Health Benefits

Employee Stock Purchase Plan

2 min read

Definition

A program that allows employees to purchase company stock at a discount, often through payroll deductions. Abbreviated ESPP.

In This Article

Employee Stock Purchase Plan

An Employee Stock Purchase Plan (ESPP) is a program that lets employees buy company stock at a discount, typically 10-15% below market price, usually through automatic payroll deductions. If you're applying for government assistance like SNAP, Medicaid, TANF, or WIC, you need to understand how ESPP income counts toward your eligibility.

How ESPP Affects Benefits Eligibility

ESPPs create two separate income issues for benefits applications. First, the money you contribute to buy the stock counts as gross income in the month you contribute it, before any tax deductions. Second, when you sell the stock later and make a profit, that gain is taxable income that must be reported.

For SNAP eligibility, your gross monthly income typically cannot exceed 130% of the federal poverty line (about $2,871 for a family of three in 2024). ESPP contributions reduce your take-home pay but don't reduce your countable income for SNAP purposes. For Medicaid, the rules vary by state, but most count ESPP contributions as earnings. TANF has stricter income limits, usually around 50% of state median income, and treats ESPP contributions as earned income. WIC programs focus on household size and income, with limits around 185% of poverty line, and ESPP contributions count toward that total.

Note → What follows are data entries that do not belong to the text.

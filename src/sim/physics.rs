//! Player physics and jump input
//!
//! Vertical velocity integration with ceiling/ground clamping, plus the
//! jump / double-jump transition driven by discrete input events.

use super::state::{AnimationMode, GameEvent, JumpState, Player};
use crate::consts::*;

/// Integrate gravity for one frame and clamp to the screen bounds
///
/// Landing zeroes the velocity, re-arms the double jump, and switches the
/// animation back to Running (unless the run already ended in Crashed).
pub fn apply_gravity(player: &mut Player) {
    player.vel_y += GRAVITY;
    player.pos.y += player.vel_y;

    // Ceiling clamp
    if player.pos.y < 0.0 {
        player.pos.y = 0.0;
        player.vel_y = 0.0;
    }

    // Ground clamp / landing
    if player.pos.y + player.size.y >= GROUND_Y {
        player.pos.y = player.resting_y();
        player.vel_y = 0.0;
        player.jump = JumpState::Grounded;
        if player.anim != AnimationMode::Crashed {
            player.anim = AnimationMode::Running;
        }
    }
}

/// Apply one discrete jump input
///
/// `at_ms` is the wall-clock timestamp of the input event; a second press
/// within [`DOUBLE_TAP_WINDOW_MS`] of the previous one while airborne fires
/// the double jump. Eligibility resets only on landing. Returns the event
/// to emit, if the input did anything.
///
/// `last_input_ms` is the sim's record of the previous jump press and is
/// always updated, so the debounce compares consecutive inputs rather than
/// input-to-takeoff.
pub fn request_jump(player: &mut Player, at_ms: f64, last_input_ms: &mut f64) -> Option<GameEvent> {
    let double_tap = at_ms - *last_input_ms < DOUBLE_TAP_WINDOW_MS;
    *last_input_ms = at_ms;

    match player.jump {
        JumpState::Grounded => {
            player.vel_y = -JUMP_POWER;
            player.jump = JumpState::Jumping;
            player.anim = AnimationMode::Jumping;
            Some(GameEvent::Jumped)
        }
        JumpState::Jumping if double_tap => {
            player.vel_y = -JUMP_POWER * DOUBLE_JUMP_BOOST;
            player.jump = JumpState::DoubleJumped;
            // Animation stays Jumping
            Some(GameEvent::DoubleJumped)
        }
        // Single jump spent and the press was too late, or double jump
        // already used: no-op until landing
        JumpState::Jumping | JumpState::DoubleJumped => None,
    }
}
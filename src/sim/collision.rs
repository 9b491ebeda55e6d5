//! Axis-aligned bounding-box collision tests
//!
//! Every gameplay collision is a rectangle overlap: player vs obstacle and
//! player vs collectible. Boxes use half-open semantics - touching edges do
//! not overlap.

use glam::Vec2;
use serde::{Deserialize, Serialize};

/// An axis-aligned box, min corner inclusive, max corner exclusive
#[derive(Debug, Clone, Copy, PartialEq, Serialize, Deserialize)]
pub struct Aabb {
    pub min: Vec2,
    pub max: Vec2,
}

impl Aabb {
    /// Build from a top-left position and a size
    pub fn from_pos_size(pos: Vec2, size: Vec2) -> Self {
        Self {
            min: pos,
            max: pos + size,
        }
    }

    /// Shrink the box by `amount` on all four sides
    ///
    /// Collapses to a point at the center rather than inverting if the
    /// inset exceeds the half-extent.
    pub fn inset(self, amount: f32) -> Self {
        let center = (self.min + self.max) * 0.5;
        let half = ((self.max - self.min) * 0.5 - Vec2::splat(amount)).max(Vec2::ZERO);
        Self {
            min: center - half,
            max: center + half,
        }
    }

}

/// Strict-overlap test between two boxes
///
/// Symmetric: `overlap(a, b) == overlap(b, a)`. Edge contact is a miss.
pub fn overlap(a: &Aabb, b: &Aabb) -> bool {
    a.min.x < b.max.x && a.max.x > b.min.x && a.min.y < b.max.y && a.max.y > b.min.y
}

#[cfg(test)]
mod tests {
    use super::*;
    use proptest::prelude::*;

    fn aabb(x: f32, y: f32, w: f32, h: f32) -> Aabb {
        Aabb::from_pos_size(Vec2::new(x, y), Vec2::new(w, h))
    }

    #[test]
    fn test_overlap_hit() {
        let a = aabb(0.0, 0.0, 100.0, 100.0);
        let b = aabb(50.0, 50.0, 100.0, 100.0);
        assert!(overlap(&a, &b));
    }

    #[test]
    fn test_overlap_miss() {
        let a = aabb(0.0, 0.0, 100.0, 100.0);
        let b = aabb(200.0, 0.0, 100.0, 100.0);
        assert!(!overlap(&a, &b));
    }

    #[test]
    fn test_edge_contact_is_miss() {
        let a = aabb(0.0, 0.0, 100.0, 100.0);
        let b = aabb(100.0, 0.0, 100.0, 100.0);
        assert!(!overlap(&a, &b));
    }

    #[test]
    fn test_containment_is_hit() {
        let outer = aabb(0.0, 0.0, 100.0, 100.0);
        let inner = aabb(40.0, 40.0, 10.0, 10.0);
        assert!(overlap(&outer, &inner));
        assert!(overlap(&inner, &outer));
    }

    #[test]
    fn test_inset_shrinks_all_sides() {
        let b = aabb(10.0, 20.0, 100.0, 50.0).inset(8.0);
        assert_eq!(b.min, Vec2::new(18.0, 28.0));
        assert_eq!(b.max, Vec2::new(102.0, 62.0));
        assert_eq!(b.max - b.min, Vec2::new(84.0, 34.0));
    }

    #[test]
    fn test_oversized_inset_collapses_to_center() {
        let b = aabb(0.0, 0.0, 10.0, 10.0).inset(20.0);
        assert_eq!(b.min, b.max);
        assert_eq!(b.min, Vec2::new(5.0, 5.0));
    }

    proptest! {
        #[test]
        fn prop_overlap_is_symmetric(
            ax in -500.0f32..500.0, ay in -500.0f32..500.0,
            aw in 0.0f32..200.0, ah in 0.0f32..200.0,
            bx in -500.0f32..500.0, by in -500.0f32..500.0,
            bw in 0.0f32..200.0, bh in 0.0f32..200.0,
        ) {
            let a = aabb(ax, ay, aw, ah);
            let b = aabb(bx, by, bw, bh);
            prop_assert_eq!(overlap(&a, &b), overlap(&b, &a));
        }

        #[test]
        fn prop_box_overlaps_itself_when_nonempty(
            x in -500.0f32..500.0, y in -500.0f32..500.0,
            w in 1.0f32..200.0, h in 1.0f32..200.0,
        ) {
            let a = aabb(x, y, w, h);
            prop_assert!(overlap(&a, &a));
        }
    }
}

Reporting ESPP on Applications

When you apply for benefits, you'll report:

  • Gross wages including ESPP contributions on the income section
  • The percentage or dollar amount of your paycheck going to the ESPP plan
  • Any stock gains from previous ESPP sales in the past year on tax-related questions

Bring your recent pay stubs showing ESPP deductions and your ESPP plan documents listing the contribution rate. If you sold stock, include the sale confirmation and any 1099-B forms from your broker.

Common Questions

  • Does my ESPP contribution reduce what I report as income? No. You report the full gross amount before the ESPP deduction. The contribution itself doesn't lower your countable income for benefits purposes, though it does mean you take home less cash each month.
  • What happens if I sell ESPP stock and make money? The profit is capital gains income and typically must be reported on your benefits renewal. Report it in the month you receive the sale proceeds. Some states have asset limits that could affect Medicaid eligibility if you hold large amounts of stock.
  • Can I exclude ESPP income like I exclude some retirement contributions? Generally no. Unlike 401(k) contributions which reduce your reported income on tax forms, ESPP contributions are post-tax or deducted from after-tax income depending on plan type. They count toward benefits income calculations.

Disclaimer: BenefitStack provides benefits navigation information, not financial or legal advice.